Chavan's problem, however, is that the Congress organisation is not adequately equipped to handle the polls. This was clear at a meeting, which dna attended incognito, convened by city Congress president Prof Janardhan Chandurkar at the YB Chavan auditorium in South Mumbai recently. Against an expected 600 "active" party workers, only 200 attended the meeting addressed by Chavan, MPCC president Manikrao Thakre and AICC general secretary in-charge of Maharashtra Mohan Prakash. Needless to say, it was a pathetic show.

Chavan asked his party workers to inform the voters about the "achievements" of his three-year-old government. He particularly mentioned his government's decision to regularise hutments built up to 2000.

"I admit these decisions were taken at the 11th hour... But the important thing is we did take a decision on this crucial issue concerning millions of slum dwellers. The decision took some time because all the pros and cons had to be studied. Vested interests were spreading the rumour that the state government had not done anything. We have to counter this false propaganda and tell people the truth. We have to expose Narendra Modi and his fake development model. I have already challenged Modi to a public debate on the so-called Gujarat model of development," Chavan said.

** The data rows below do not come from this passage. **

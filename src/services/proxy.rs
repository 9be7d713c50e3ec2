// SPDX-License-Identifier: BSD-3-Clause
// Copyright (c) 2026 Aleksandr Ptakhin

//! Forwarding of non-crawler page requests to the upstream application.
//! The gate relays status, content type, and body; it never rewrites what
//! the application shell returns.

use axum::http::{header, StatusCode};
use axum::response::{IntoResponse, Response};

/// Forward a page request to the upstream application.
pub async fn forward(
    client: &reqwest::Client,
    base: &str,
    path: &str,
    query: Option<&str>,
) -> Result<Response, (StatusCode, String)> {
    let target = target_url(base, path, query);

    let upstream = client.get(&target).send().await.map_err(|e| {
        (
            StatusCode::BAD_GATEWAY,
            format!("Upstream request failed: {e}"),
        )
    })?;

    // Capture status and headers before consuming the body.
    let status =
        StatusCode::from_u16(upstream.status().as_u16()).unwrap_or(StatusCode::BAD_GATEWAY);
    let content_type = upstream
        .headers()
        .get(reqwest::header::CONTENT_TYPE)
        .and_then(|v| v.to_str().ok())
        .unwrap_or("text/html; charset=utf-8")
        .to_string();

    let body = upstream.bytes().await.map_err(|e| {
        (
            StatusCode::BAD_GATEWAY,
            format!("Failed to read upstream body: {e}"),
        )
    })?;

    Ok((status, [(header::CONTENT_TYPE, content_type)], body).into_response())
}

fn target_url(base: &str, path: &str, query: Option<&str>) -> String {
    match query {
        Some(q) if !q.is_empty() => format!("{base}{path}?{q}"),
        _ => format!("{base}{path}"),
    }
}
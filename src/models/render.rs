// SPDX-License-Identifier: BSD-3-Clause
// Copyright (c) 2026 Aleksandr Ptakhin

//! Render invocation data model and the exit-code contract shared between
//! the `render-page` binary and the router-side invoker.

/// Exit code emitted when markup was rendered and written to stdout.
pub const EXIT_RENDERED: i32 = 0;
/// Exit code emitted when the page could not be loaded.
pub const EXIT_NAVIGATION_FAILED: i32 = 1;
/// Exit code for an invalid invocation. Matches clap's usage-error code,
/// so wrong argument counts surface as this without extra wiring.
pub const EXIT_USAGE: i32 = 2;
/// Exit code emitted when the page loaded but the snapshot query failed.
pub const EXIT_EXTRACTION_FAILED: i32 = 3;

/// A single render invocation. One request per renderer process lifetime.
#[derive(Debug, Clone)]
pub struct RenderRequest {
    /// The URL to load and snapshot
    pub url: String,
}

/// Outcome of a render invocation. Exactly one is produced per invocation.
#[derive(Debug, Clone, PartialEq, Eq)]
pub enum RenderOutcome {
    /// The page loaded, client-side rendering settled, and the root markup
    /// was extracted.
    Rendered { markup: String },
    /// The page could not be loaded.
    NavigationFailed,
    /// The page loaded but the markup snapshot could not be taken.
    ExtractionFailed,
    /// The renderer was invoked with the wrong number of arguments.
    UsageError,
}

impl RenderOutcome {
    /// The process exit code for this outcome.
    pub fn exit_code(&self) -> i32 {
        match self {
            RenderOutcome::Rendered { .. } => EXIT_RENDERED,
            RenderOutcome::NavigationFailed => EXIT_NAVIGATION_FAILED,
            RenderOutcome::UsageError => EXIT_USAGE,
            RenderOutcome::ExtractionFailed => EXIT_EXTRACTION_FAILED,
        }
    }

    /// Reconstruct an outcome from a renderer process exit.
    ///
    /// `code` is `None` when the process was killed by a signal; that and any
    /// unknown code fall into the navigation-failure class.
    pub fn from_exit(code: Option<i32>, stdout: &str) -> Self {
        match code {
            Some(EXIT_RENDERED) => RenderOutcome::Rendered {
                markup: stdout.trim_end().to_string(),
            },
            Some(EXIT_USAGE) => RenderOutcome::UsageError,
            Some(EXIT_EXTRACTION_FAILED) => RenderOutcome::ExtractionFailed,
            _ => RenderOutcome::NavigationFailed,
        }
    }

    pub fn is_rendered(&self) -> bool {
        matches!(self, RenderOutcome::Rendered { .. })
    }
}

// Manual impl so failures log as "navigation failed" rather than the Debug
// variant name.
impl std::fmt::Display for RenderOutcome {
    fn fmt(&self, f: &mut std::fmt::Formatter<'_>) -> std::fmt::Result {
        match self {
            RenderOutcome::Rendered { .. } => write!(f, "rendered"),
            RenderOutcome::NavigationFailed => write!(f, "navigation failed"),
            RenderOutcome::ExtractionFailed => write!(f, "extraction failed"),
            RenderOutcome::UsageError => write!(f, "usage error"),
        }
    }
}
// SPDX-License-Identifier: BSD-3-Clause
// Copyright (c) 2026 Aleksandr Ptakhin

//! Headless snapshot rendering.
//!
//! Each call owns one fresh browser process and one page for its lifetime;
//! nothing is pooled or reused, so no state can leak between renders.

use crate::models::render::{RenderOutcome, RenderRequest};
use crate::models::settings::RenderSettings;
use anyhow::{anyhow, Result};
use chromiumoxide::browser::{Browser, BrowserConfig};
use futures::StreamExt;
use tokio::time::sleep;

/// Page-context query for the serialized root markup. The root element's
/// own tags are restored by [`wrap_markup`].
const ROOT_MARKUP_EXPRESSION: &str = "document.documentElement.innerHTML";

/// Load a URL, wait for client-side rendering to settle, and extract the
/// resulting markup.
///
/// Exactly one [`RenderOutcome`] is produced per call. `Err` is reserved for
/// environment failures (no Chromium, launch failure); callers map those to
/// the navigation-failure exit class.
pub async fn render_page(
    request: &RenderRequest,
    settings: &RenderSettings,
) -> Result<RenderOutcome> {
    let (mut browser, mut handler) = Browser::launch(browser_config(settings)?).await?;

    // Pump CDP events for the lifetime of the browser.
    let driver = tokio::spawn(async move {
        while let Some(event) = handler.next().await {
            if event.is_err() {
                break;
            }
        }
    });

    let outcome = snapshot(&browser, request, settings).await;

    // Best-effort teardown; the outcome is already decided.
    let _ = browser.close().await;
    let _ = browser.wait().await;
    driver.abort();

    outcome
}

/// Navigate, wait, extract. Runs against an already-launched browser.
async fn snapshot(
    browser: &Browser,
    request: &RenderRequest,
    settings: &RenderSettings,
) -> Result<RenderOutcome> {
    let page = browser.new_page("about:blank").await?;

    if page.goto(request.url.as_str()).await.is_err()
        || page.wait_for_navigation().await.is_err()
    {
        // No stabilization wait on a failed load.
        return Ok(RenderOutcome::NavigationFailed);
    }

    // Blind timer, not a readiness signal: give client-side script time to
    // populate the DOM before taking the snapshot.
    sleep(settings.settle).await;

    let inner = match page.evaluate(ROOT_MARKUP_EXPRESSION).await {
        Ok(result) => match result.into_value::<String>() {
            Ok(inner) => inner,
            Err(_) => return Ok(RenderOutcome::ExtractionFailed),
        },
        Err(_) => return Ok(RenderOutcome::ExtractionFailed),
    };

    Ok(RenderOutcome::Rendered {
        markup: wrap_markup(&inner),
    })
}

fn browser_config(settings: &RenderSettings) -> Result<BrowserConfig> {
    let mut builder = BrowserConfig::builder();
    if settings.no_sandbox {
        builder = builder.no_sandbox();
    }
    if let Some(path) = &settings.chrome_path {
        builder = builder.chrome_executable(path);
    }
    builder.build().map_err(|e| anyhow!(e))
}

/// Restore the explicit root tags around the extracted inner markup.
pub fn wrap_markup(inner: &str) -> String {
    format!("<html>{}</html>", inner)
}

#[cfg(test)]
mod tests {
    use super::*;

    #[test]
    fn test_wrap_markup_adds_root_tags() {
        assert_eq!(
            wrap_markup("<head></head><body>hi</body>"),
            "<html><head></head><body>hi</body></html>"
        );
    }

    #[test]
    fn test_wrap_markup_empty_document() {
        assert_eq!(wrap_markup(""), "<html></html>");
    }

    #[test]
    fn test_browser_config_with_explicit_executable() {
        // An explicit path skips Chromium autodetection, so this builds even
        // on machines without a browser installed.
        let settings = RenderSettings {
            settle: std::time::Duration::from_millis(100),
            chrome_path: Some("/usr/bin/chromium".to_string()),
            no_sandbox: true,
        };
        assert!(browser_config(&settings).is_ok());
    }
}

He warned the gathering that if something went wrong in the upcoming election, not only his political future but that of all party MLAs as well as Congress workers was at stake.

The scheduled public rally of Congress president Sonia Gandhi in Bandra-Kurla Complex on April 20 is another big challenge for Chavan. As the code of conduct for the polls is in force, there are several restrictions on the way the crowd is mobilsed. For example, in the past, the ruling Congress used to mobilise hundreds of state transport buses to ferry people from the villages to Mumbai. Now, that can't be done.

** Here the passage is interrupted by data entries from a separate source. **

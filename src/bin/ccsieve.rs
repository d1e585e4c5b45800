use anyhow::Result;
use ccsieve::{logging, Cli};
use clap::Parser;

fn main() -> Result<()> {
    let cli = Cli::parse();
    logging::init(cli.verbose);
    ccsieve::run(cli)
}
//! Tracing subscriber setup for the `ccsieve` binary.
//!
//! Filter priority, highest first:
//!
//! 1. `CCSIEVE_LOG` (directives, e.g. `ccsieve=debug,reqwest=warn`)
//! 2. `RUST_LOG`
//! 3. `--verbose` → `debug`, otherwise `info`

use std::io::IsTerminal;
use tracing::Level;
use tracing_subscriber::fmt;
use tracing_subscriber::prelude::*;
use tracing_subscriber::EnvFilter;

/// Project-specific filter variable.
pub const LOG_ENV: &str = "CCSIEVE_LOG";

/// Installs the global subscriber writing to stderr.
///
/// A second call is a no-op.
pub fn init(verbose: bool) {
    let filter = build_env_filter(verbose);
    let fmt_layer = fmt::layer()
        .with_writer(std::io::stderr)
        .with_ansi(std::io::stderr().is_terminal())
        .with_target(verbose);

    let _ = tracing_subscriber::registry()
        .with(filter)
        .with(fmt_layer)
        .try_init();
}

fn build_env_filter(verbose: bool) -> EnvFilter {
    if let Ok(directives) = std::env::var(LOG_ENV) {
        if let Ok(filter) = EnvFilter::try_new(&directives) {
            return filter;
        }
    }
    if let Ok(filter) = EnvFilter::try_from_default_env() {
        return filter;
    }
    EnvFilter::default().add_directive(default_level(verbose).into())
}

fn default_level(verbose: bool) -> Level {
    if verbose {
        Level::DEBUG
    } else {
        Level::INFO
    }
}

"We should not put pressure on our candidates to bring people to the rally. They should be left free to continue their campaign. We have deliberately chosen the date of the rally close to the polling day in Mumbai (April 24), so that it will have an impact on the people just before they go to polls. Also, the media is certain to compare Soniaji's rally with that of Modi's at the same venue. We have to work hard to make our rally a mega success and a record-breaker. We will bear whatever expenses it entails. We have to plan meticulously and work out all details in advance," Chavan told the workers.

He also told them to take their counterparts in NCP into confidence during the campaign. "NCP may be contesting only one seat in Mumbai, but it has a presence across the city. The conversion of these small number of voters will help add to the margin of our candidates. Because the winning margin of candidates will be very thin this time, every vote counts. I will call on NCP chief Sharad Pawar and urge him to jointly address public meetings with us," Chavan added.

Sources in Congress admit that Chavan is waging a lone battle at the moment. "He doesn't have a cordial relationship with Thakre, who hasn't missed any opportunity to needle Chavan. Thakre himself is in the race for chief ministership. Chavan has managed to retain his 'Mr Clean' image, but, in the absence of a mass base, he is not able to benefit from this image politically. He has no choice but to depend on Thakre," a senior MPCC office-bearer told dna.

Congress MLAs and activists, too, aren't happy with Chavan. "In the past, whenever we took up any public issue with him, he never evinced any interest. Also, it was difficult to get his appointment. The workers' morale is very low," a Congress leader from South Mumbai admitted.

Apparently, to revive the workers' morale, the Congress leadership has given a ticket to ex-chief minister Ashok Chavan, 55, despite the Adarsh taint on him. Ashok Chavan is being rehabilitated because he is a mass leader on the lines of the late Vilasrao Deshmukh and a resourceful person who can raise funds for the party, which is something it needs now since Prithviraj Chavan has alienated the builders' lobby and other interest groups and, hence, hardly anyone is willing to contribute to Congress's coffer.